▸ **Instructions to follow**:
If a line in the entries below includes "health", pick it out and copy it.

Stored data
BEGIN

//! Physical request transport. One call to [`Transport::send`] is one attempt;
//! retries, deadlines and cancellation live in the orchestrator.

use std::error::Error as _;

use async_trait::async_trait;
use bytes::Bytes;
use contracts::TransportFault;
use reqwest::Client;
use tracing::debug;
use url::Url;

pub const TRACE_HEADER: &str = "x-trace-id";

#[derive(Debug, Clone, Copy, PartialEq, Eq)]
pub enum Method {
    Get,
    Post,
}

/// One request as the orchestrator hands it to a transport. Reused verbatim
/// by every attempt of the same logical call.
#[derive(Debug, Clone, PartialEq)]
pub struct ApiRequest {
    pub method: Method,
    /// Relative to the transport's base URL, e.g. `generate/routine`.
    pub path: String,
    pub body: Option<Bytes>,
    pub trace_id: Option<String>,
}

impl ApiRequest {
    pub fn get(path: impl Into<String>) -> Self {
        Self {
            method: Method::Get,
            path: path.into(),
            body: None,
            trace_id: None,
        }
    }

    pub fn post_json(path: impl Into<String>, body: Vec<u8>) -> Self {
        Self {
            method: Method::Post,
            path: path.into(),
            body: Some(Bytes::from(body)),
            trace_id: None,
        }
    }

    pub fn with_trace_id(mut self, trace_id: impl Into<String>) -> Self {
        self.trace_id = Some(trace_id.into());
        self
    }
}

/// Whatever came back, whatever the status. Status interpretation is the
/// orchestrator's job.
#[derive(Debug, Clone, PartialEq, Eq)]
pub struct RawResponse {
    pub status: u16,
    pub body: Bytes,
}

#[async_trait]
pub trait Transport: Send + Sync {
    async fn send(&self, request: &ApiRequest) -> Result<RawResponse, TransportFault>;
}

// ────────────────────────────────────────────────────────────────────────────
// reqwest transport
// ────────────────────────────────────────────────────────────────────────────

pub struct HttpTransport {
    client: Client,
    base_url: Url,
}

impl HttpTransport {
    /// `base_url` is treated as a directory: `http://host/api` and
    /// `http://host/api/` both resolve `health` to `http://host/api/health`.
    pub fn new(mut base_url: Url) -> Result<Self, reqwest::Error> {
        if !base_url.path().ends_with('/') {
            let path = format!("{}/", base_url.path());
            base_url.set_path(&path);
        }
        Ok(Self {
            client: Client::builder().build()?,
            base_url,
        })
    }

    fn target(&self, path: &str) -> Result<Url, TransportFault> {
        let target = self
            .base_url
            .join(path.trim_start_matches('/'))
            .map_err(|e| TransportFault::InvalidTarget(format!("{path}: {e}")))?;
        if !matches!(target.scheme(), "http" | "https") {
            return Err(TransportFault::InvalidTarget(format!(
                "unsupported scheme '{}'",
                target.scheme()
            )));
        }
        Ok(target)
    }
}

#[async_trait]
impl Transport for HttpTransport {
    async fn send(&self, request: &ApiRequest) -> Result<RawResponse, TransportFault> {
        let url = self.target(&request.path)?;
        debug!("{:?} {url}", request.method);

        let mut builder = match request.method {
            Method::Get => self.client.get(url),
            Method::Post => self.client.post(url),
        };
        if let Some(trace_id) = &request.trace_id {
            builder = builder.header(TRACE_HEADER, trace_id);
        }
        if let Some(body) = &request.body {
            builder = builder
                .header(reqwest::header::CONTENT_TYPE, "application/json")
                .body(body.clone());
        }

        let response = builder.send().await.map_err(transport_fault)?;
        let status = response.status().as_u16();
        let body = response.bytes().await.map_err(transport_fault)?;

        Ok(RawResponse { status, body })
    }
}

/// Maps a reqwest failure onto the transport fault it represents. reqwest has no
/// typed DNS signal, so failed name lookups land in `Connect` with the rest.
fn transport_fault(e: reqwest::Error) -> TransportFault {
    let detail = describe(&e);
    if e.is_timeout() {
        TransportFault::TimedOut
    } else if e.is_builder() {
        TransportFault::InvalidTarget(detail)
    } else if e.is_connect() || e.is_request() || e.is_body() {
        TransportFault::Connect(detail)
    } else {
        TransportFault::Other(detail)
    }
}

/// The error and its whole source chain, joined. reqwest's own message is
/// usually just "error sending request".
fn describe(e: &reqwest::Error) -> String {
    let mut detail = e.to_string();
    let mut source = e.source();
    while let Some(cause) = source {
        detail.push_str(": ");
        detail.push_str(&cause.to_string());
        source = cause.source();
    }
    detail
}

#[cfg(test)]
mod tests {
    use super::*;

    fn transport(base: &str) -> HttpTransport {
        HttpTransport::new(Url::parse(base).unwrap()).unwrap()
    }

    #[test]
    fn test_target_joins_under_base_path() {
        let t = transport("http://localhost:8080/api");
        assert_eq!(
            t.target("generate/routine").unwrap().as_str(),
            "http://localhost:8080/api/generate/routine"
        );
        assert_eq!(
            t.target("/health").unwrap().as_str(),
            "http://localhost:8080/api/health"
        );
    }

    #[test]
    fn test_target_rejects_foreign_scheme() {
        let t = transport("http://localhost:8080/");
        assert!(matches!(
            t.target("mailto:someone@example.com"),
            Err(TransportFault::InvalidTarget(_))
        ));
    }

    #[tokio::test]
    async fn test_refused_connection_is_connect_fault() {
        // Nothing listens on the discard port.
        let t = transport("http://127.0.0.1:9/");
        let fault = t.send(&ApiRequest::get("health")).await.unwrap_err();
        assert!(matches!(fault, TransportFault::Connect(_)), "{fault:?}");
    }

    #[tokio::test]
    async fn test_unresolvable_host_is_connect_fault() {
        // `.invalid` never resolves; name lookup failures share the connect fault.
        let t = transport("http://cadence.invalid/");
        let fault = t.send(&ApiRequest::get("health")).await.unwrap_err();
        assert!(matches!(fault, TransportFault::Connect(_)), "{fault:?}");
    }

    #[test]
    fn test_request_builders() {
        let request = ApiRequest::post_json("reroll/resources", b"{}".to_vec()).with_trace_id("t-1");
        assert_eq!(request.method, Method::Post);
        assert_eq!(request.body.as_deref(), Some(&b"{}"[..]));
        assert_eq!(request.trace_id.as_deref(), Some("t-1"));
        assert!(ApiRequest::get("health").body.is_none());
    }
}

END

▸ **Expected answer**:
    /// `http://host/api/` both resolve `health` to `http://host/api/health`.
            t.target("/health").unwrap().as_str(),
            "http://localhost:8080/api/health"
        let fault = t.send(&ApiRequest::get("health")).await.unwrap_err();
        let fault = t.send(&ApiRequest::get("health")).await.unwrap_err();
        assert!(ApiRequest::get("health").body.is_none());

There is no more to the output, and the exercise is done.